The A-share market's volatility in 2024 was driven by macroeconomic disappointment, economic slowdown, weak demand recovery, and policy interventions. The market initially fell due to negative sentiment, hitting a five-year low in February. Policy measures in March and April led to a temporary rebound, but the market later entered a prolonged downward phase. In September, a series of aggressive policies, including interest rate cuts and increased liquidity, triggered a significant rally.
The top-performing stocks in the A-share market in 2024 included Gree Electric, China Ping An, China Merchants Bank, Yangtze Power, and Beixing Building Materials. Gree Electric, for example, saw its stock price rise from 32.17 yuan at the beginning of the year to 45.45 yuan by year-end, resulting in a total annual return of nearly 50%, including dividends.
The pharmaceutical sector faced challenges due to policy changes, including stricter drug approval processes and increased healthcare cost controls, which negatively impacted companies like Hualan Biological. The real estate sector struggled with intensified policy regulations, leading to significant losses for companies like Vanke. Both sectors were heavily influenced by macroeconomic and policy factors, making them less attractive for investment in the short term.
For 2025, it was recommended to diversify investments across different markets, asset classes, and industries to mitigate risks. Key focus areas included emerging industries such as pet economy, semiconductors, artificial intelligence, domestic substitution, and lipstick economy.

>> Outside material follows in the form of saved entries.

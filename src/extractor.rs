//! Pure extraction of SEO signals from server-delivered HTML.
//!
//! Nothing here fails on malformed markup: html5ever recovers what it can and
//! every field without a match comes back as `None`.

use crate::models::{ImageRef, ResolvedMetadata};
use crate::url_utils::{is_same_origin, normalize_url};
use once_cell::sync::Lazy;
use scraper::{ElementRef, Html, Selector};
use serde_json::Value;
use std::collections::{BTreeMap, HashSet};
use url::Url;

static TITLE_SELECTOR: Lazy<Selector> =
    Lazy::new(|| Selector::parse("title").expect("title selector should be valid"));
static META_SELECTOR: Lazy<Selector> =
    Lazy::new(|| Selector::parse("meta[content]").expect("meta selector should be valid"));
static LINK_REL_SELECTOR: Lazy<Selector> =
    Lazy::new(|| Selector::parse("link[rel][href]").expect("link selector should be valid"));
static SCRIPT_SELECTOR: Lazy<Selector> =
    Lazy::new(|| Selector::parse("script").expect("script selector should be valid"));
static IMG_SELECTOR: Lazy<Selector> =
    Lazy::new(|| Selector::parse("img").expect("img selector should be valid"));
static H1_SELECTOR: Lazy<Selector> =
    Lazy::new(|| Selector::parse("h1").expect("h1 selector should be valid"));
static ANCHOR_SELECTOR: Lazy<Selector> =
    Lazy::new(|| Selector::parse("a[href]").expect("anchor selector should be valid"));
static MAIN_SELECTOR: Lazy<Selector> =
    Lazy::new(|| Selector::parse("main").expect("main selector should be valid"));
static BODY_SELECTOR: Lazy<Selector> =
    Lazy::new(|| Selector::parse("body").expect("body selector should be valid"));

const NON_VISIBLE_ELEMENTS: &[&str] = &["script", "style", "noscript", "template"];

/// Links found on a page, normalized and de-duplicated in document order.
#[derive(Debug, Clone, Default, PartialEq, Eq)]
pub struct PageLinks {
    pub internal: Vec<String>,
    pub external: Vec<String>,
}

/// Everything the crawler needs from one HTML document.
#[derive(Debug, Clone)]
pub struct ExtractedPage {
    pub metadata: ResolvedMetadata,
    pub links: PageLinks,
    pub structured_data_types: Vec<String>,
    pub script_count: usize,
}

/// Parses once and runs every extractor. `h1s` and `word_count` are always
/// populated since a live document was available.
pub fn extract_page(html: &str, page_url: &Url) -> ExtractedPage {
    let document = Html::parse_document(html);

    let mut metadata = extract_metadata(&document);
    metadata.h1s = Some(extract_h1s(&document));
    metadata.word_count = Some(word_count(&document));

    let structured_data_types = metadata
        .structured_data
        .as_deref()
        .map(structured_data_types)
        .unwrap_or_default();

    ExtractedPage {
        links: extract_links(&document, page_url),
        script_count: document.select(&SCRIPT_SELECTOR).count(),
        structured_data_types,
        metadata,
    }
}

/// Head metadata, JSON-LD and images. Leaves `h1s`/`word_count` unset.
pub fn extract_metadata(document: &Html) -> ResolvedMetadata {
    let mut metadata = ResolvedMetadata {
        title: extract_title(document),
        ..Default::default()
    };

    for element in document.select(&META_SELECTOR) {
        let attrs = element.value();
        let Some(key) = attrs.attr("name").or_else(|| attrs.attr("property")) else {
            continue;
        };
        let content = attrs.attr("content").unwrap_or_default().trim().to_string();

        let slot = match key.trim().to_ascii_lowercase().as_str() {
            "description" => &mut metadata.description,
            "robots" => &mut metadata.robots,
            "viewport" => &mut metadata.viewport,
            "og:title" => &mut metadata.og_title,
            "og:description" => &mut metadata.og_description,
            "og:image" => &mut metadata.og_image,
            "og:type" => &mut metadata.og_type,
            "twitter:card" => &mut metadata.twitter_card,
            "twitter:title" => &mut metadata.twitter_title,
            "twitter:description" => &mut metadata.twitter_description,
            _ => continue,
        };
        // first occurrence wins
        if slot.is_none() {
            *slot = Some(content);
        }
    }

    let mut alternates = BTreeMap::new();
    for element in document.select(&LINK_REL_SELECTOR) {
        let attrs = element.value();
        let rel = attrs.attr("rel").unwrap_or_default().to_ascii_lowercase();
        let href = attrs.attr("href").unwrap_or_default().trim().to_string();
        let rels: Vec<&str> = rel.split_whitespace().collect();

        if rels.contains(&"canonical") && metadata.canonical.is_none() {
            metadata.canonical = Some(href);
        } else if rels.contains(&"icon") && metadata.favicon.is_none() {
            metadata.favicon = Some(href);
        } else if rels.contains(&"alternate")
            && let Some(lang) = attrs.attr("hreflang")
        {
            alternates.entry(lang.trim().to_string()).or_insert(href);
        }
    }
    metadata.alternates = (!alternates.is_empty()).then_some(alternates);

    let structured_data = extract_json_ld(document);
    metadata.structured_data = (!structured_data.is_empty()).then_some(structured_data);

    let images = extract_images(document);
    metadata.images = (!images.is_empty()).then_some(images);

    metadata
}

pub fn extract_title(document: &Html) -> Option<String> {
    document
        .select(&TITLE_SELECTOR)
        .next()
        .map(|el| collapse_whitespace(&el.text().collect::<String>()))
}

/// Every parseable `application/ld+json` block; arrays are flattened, invalid JSON skipped.
pub fn extract_json_ld(document: &Html) -> Vec<Value> {
    let mut blocks = Vec::new();

    for script in document.select(&SCRIPT_SELECTOR) {
        let is_json_ld = script
            .value()
            .attr("type")
            .is_some_and(|t| t.trim().eq_ignore_ascii_case("application/ld+json"));
        if !is_json_ld {
            continue;
        }

        let raw = script.text().collect::<String>();
        match serde_json::from_str::<Value>(raw.trim()) {
            Ok(Value::Array(items)) => blocks.extend(items),
            Ok(value) => blocks.push(value),
            Err(e) => tracing::debug!(error = %e, "Skipping invalid JSON-LD block"),
        }
    }

    blocks
}

/// `@type` values, including those nested under `@graph`, in first-seen order.
pub fn structured_data_types(blocks: &[Value]) -> Vec<String> {
    fn collect(value: &Value, types: &mut Vec<String>) {
        match value {
            Value::Array(items) => items.iter().for_each(|item| collect(item, types)),
            Value::Object(obj) => {
                match obj.get("@type") {
                    Some(Value::String(t)) => types.push(t.clone()),
                    Some(Value::Array(ts)) => types.extend(
                        ts.iter().filter_map(|t| t.as_str().map(|s| s.to_string())),
                    ),
                    _ => {}
                }
                if let Some(graph) = obj.get("@graph") {
                    collect(graph, types);
                }
            }
            _ => {}
        }
    }

    let mut types = Vec::new();
    blocks.iter().for_each(|block| collect(block, &mut types));

    let mut seen = HashSet::new();
    types.retain(|t| seen.insert(t.clone()));
    types
}

pub fn extract_images(document: &Html) -> Vec<ImageRef> {
    document
        .select(&IMG_SELECTOR)
        .filter_map(|el| {
            let src = el.value().attr("src")?.trim();
            if src.is_empty() {
                return None;
            }
            Some(ImageRef {
                src: src.to_string(),
                alt: el.value().attr("alt").map(|a| a.to_string()),
            })
        })
        .collect()
}

pub fn extract_h1s(document: &Html) -> Vec<String> {
    document
        .select(&H1_SELECTOR)
        .map(|el| collapse_whitespace(&el.text().collect::<Vec<_>>().join(" ")))
        .collect()
}

/// Approximate count of visible words, preferring `<main>` when present.
pub fn word_count(document: &Html) -> usize {
    let root = document
        .select(&MAIN_SELECTOR)
        .next()
        .or_else(|| document.select(&BODY_SELECTOR).next())
        .unwrap_or_else(|| document.root_element());

    visible_text(root).split_whitespace().count()
}

fn visible_text(root: ElementRef<'_>) -> String {
    let mut text = String::new();

    for node in root.descendants() {
        let Some(fragment) = node.value().as_text() else {
            continue;
        };
        let hidden = node.ancestors().any(|ancestor| {
            ancestor
                .value()
                .as_element()
                .is_some_and(|el| NON_VISIBLE_ELEMENTS.contains(&el.name()))
        });
        if !hidden {
            text.push_str(fragment);
            text.push(' ');
        }
    }

    text
}

/// Anchor targets split by origin. Fragments are dropped, trailing slashes
/// normalized, and non-HTTP schemes (`mailto:`, `tel:`, `javascript:`) skipped.
pub fn extract_links(document: &Html, page_url: &Url) -> PageLinks {
    let mut links = PageLinks::default();
    let mut seen = HashSet::new();

    for element in document.select(&ANCHOR_SELECTOR) {
        let Some(href) = element.value().attr("href").map(str::trim) else {
            continue;
        };
        if href.is_empty() || href.starts_with('#') {
            continue;
        }

        let Ok(absolute) = page_url.join(href) else {
            continue;
        };
        if !matches!(absolute.scheme(), "http" | "https") {
            continue;
        }

        let normalized = normalize_url(&absolute);
        if !seen.insert(normalized.clone()) {
            continue;
        }

        if is_same_origin(&absolute, page_url) {
            links.internal.push(normalized);
        } else {
            links.external.push(normalized);
        }
    }

    links
}

fn collapse_whitespace(text: &str) -> String {
    text.split_whitespace().collect::<Vec<_>>().join(" ")
}

#[cfg(test)]
mod tests {
    use super::*;

    const PAGE: &str = r##"<!doctype html>
<html>
<head>
  <title>  Acme   Widgets </title>
  <meta content="Widgets for every job" name="description">
  <meta property="og:title" content="Acme">
  <meta name="twitter:card" content="summary_large_image">
  <meta name="viewport" content="width=device-width, initial-scale=1">
  <link href="https://acme.dev/" rel="canonical">
  <link rel="shortcut icon" href="/favicon.ico">
  <link rel="alternate" hreflang="de" href="https://acme.dev/de">
  <script type="application/ld+json">{"@context":"https://schema.org","@graph":[{"@type":"Organization"},{"@type":["WebSite","Thing"]}]}</script>
  <script type="application/ld+json">{ not json }</script>
  <style>.hero { color: red }</style>
</head>
<body>
  <nav>skip me not</nav>
  <main>
    <h1>Best <em>widgets</em>&nbsp;ever</h1>
    <p>Four words right here.</p>
    <script>var hidden = "not counted words";</script>
    <img src="/a.png" alt="A">
    <img src="/b.png">
    <a href="/about/#team">About</a>
    <a href="/about">About again</a>
    <a href="https://other.com/x">Other</a>
    <a href="mailto:hi@acme.dev">Mail</a>
    <a href="#top">Top</a>
  </main>
</body>
</html>"##;

    #[test]
    fn test_extract_page_metadata() {
        let url = Url::parse("https://acme.dev/").unwrap();
        let page = extract_page(PAGE, &url);
        let m = &page.metadata;

        assert_eq!(m.title.as_deref(), Some("Acme Widgets"));
        assert_eq!(m.description.as_deref(), Some("Widgets for every job"));
        assert_eq!(m.og_title.as_deref(), Some("Acme"));
        assert_eq!(m.og_image, None);
        assert_eq!(m.twitter_card.as_deref(), Some("summary_large_image"));
        assert_eq!(m.canonical.as_deref(), Some("https://acme.dev/"));
        assert_eq!(m.favicon.as_deref(), Some("/favicon.ico"));
        assert_eq!(
            m.alternates.as_ref().and_then(|a| a.get("de")).map(String::as_str),
            Some("https://acme.dev/de")
        );
        assert_eq!(m.structured_data.as_ref().map(Vec::len), Some(1));
        assert_eq!(page.structured_data_types, vec!["Organization", "WebSite", "Thing"]);
        assert_eq!(m.images.as_ref().map(Vec::len), Some(2));
        assert_eq!(m.h1s, Some(vec!["Best widgets ever".to_string()]));
        assert_eq!(page.script_count, 3);
    }

    #[test]
    fn test_word_count_prefers_main_and_skips_scripts() {
        let url = Url::parse("https://acme.dev/").unwrap();
        let page = extract_page(PAGE, &url);
        // h1 (3) + paragraph (4) + anchor texts (About, About again, Other, Mail, Top = 6)
        assert_eq!(page.metadata.word_count, Some(13));
    }

    #[test]
    fn test_extract_links_split_and_deduped() {
        let url = Url::parse("https://acme.dev/").unwrap();
        let page = extract_page(PAGE, &url);

        assert_eq!(page.links.internal, vec!["https://acme.dev/about"]);
        assert_eq!(page.links.external, vec!["https://other.com/x"]);
    }

    #[test]
    fn test_empty_title_is_distinct_from_missing() {
        let empty = Html::parse_document("<html><head><title></title></head></html>");
        assert_eq!(extract_title(&empty), Some(String::new()));

        let missing = Html::parse_document("<html><head></head><body></body></html>");
        assert_eq!(extract_title(&missing), None);
        assert_eq!(extract_metadata(&missing), ResolvedMetadata::default());
    }

    #[test]
    fn test_malformed_html_does_not_panic() {
        let url = Url::parse("https://acme.dev/").unwrap();
        let page = extract_page("<html><head><title>Broken<meta name=description", &url);
        assert!(page.metadata.h1s.as_ref().is_some_and(Vec::is_empty));
    }
}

Investors were advised to adapt to changing economic conditions, avoid over-concentration in traditional sectors, and maintain a safety margin to handle potential market volatility.
The pet economy in 2024 was driven by demographic changes such as aging, singlehood, and declining birth rates, which increased the demand for emotional companionship. The shift in pet ownership attitudes and the evolving role of pets in households led to rapid growth in the pet market. In 2023, the domestic pet market reached 40.7 billion yuan, a 10.3% year-on-year increase, with opportunities in pet food, supplies, and healthcare sectors.
The semiconductor industry in 2024 was influenced by the push for domestic substitution due to external restrictions on China's semiconductor sector. Advances in domestic manufacturing and strong policy support created significant growth opportunities. The industry's development was also supported by the need for technological breakthroughs and innovation in high-end equipment and new materials.
In 2024, artificial intelligence was widely applied in healthcare for assisting doctors in diagnosis and treatment planning, improving efficiency and accuracy. In the transportation sector, AI enabled autonomous driving, enhancing safety and traffic efficiency. The success of AI companies depended on their ability to integrate technology with practical applications and expand their use cases, supported by data and computing resources.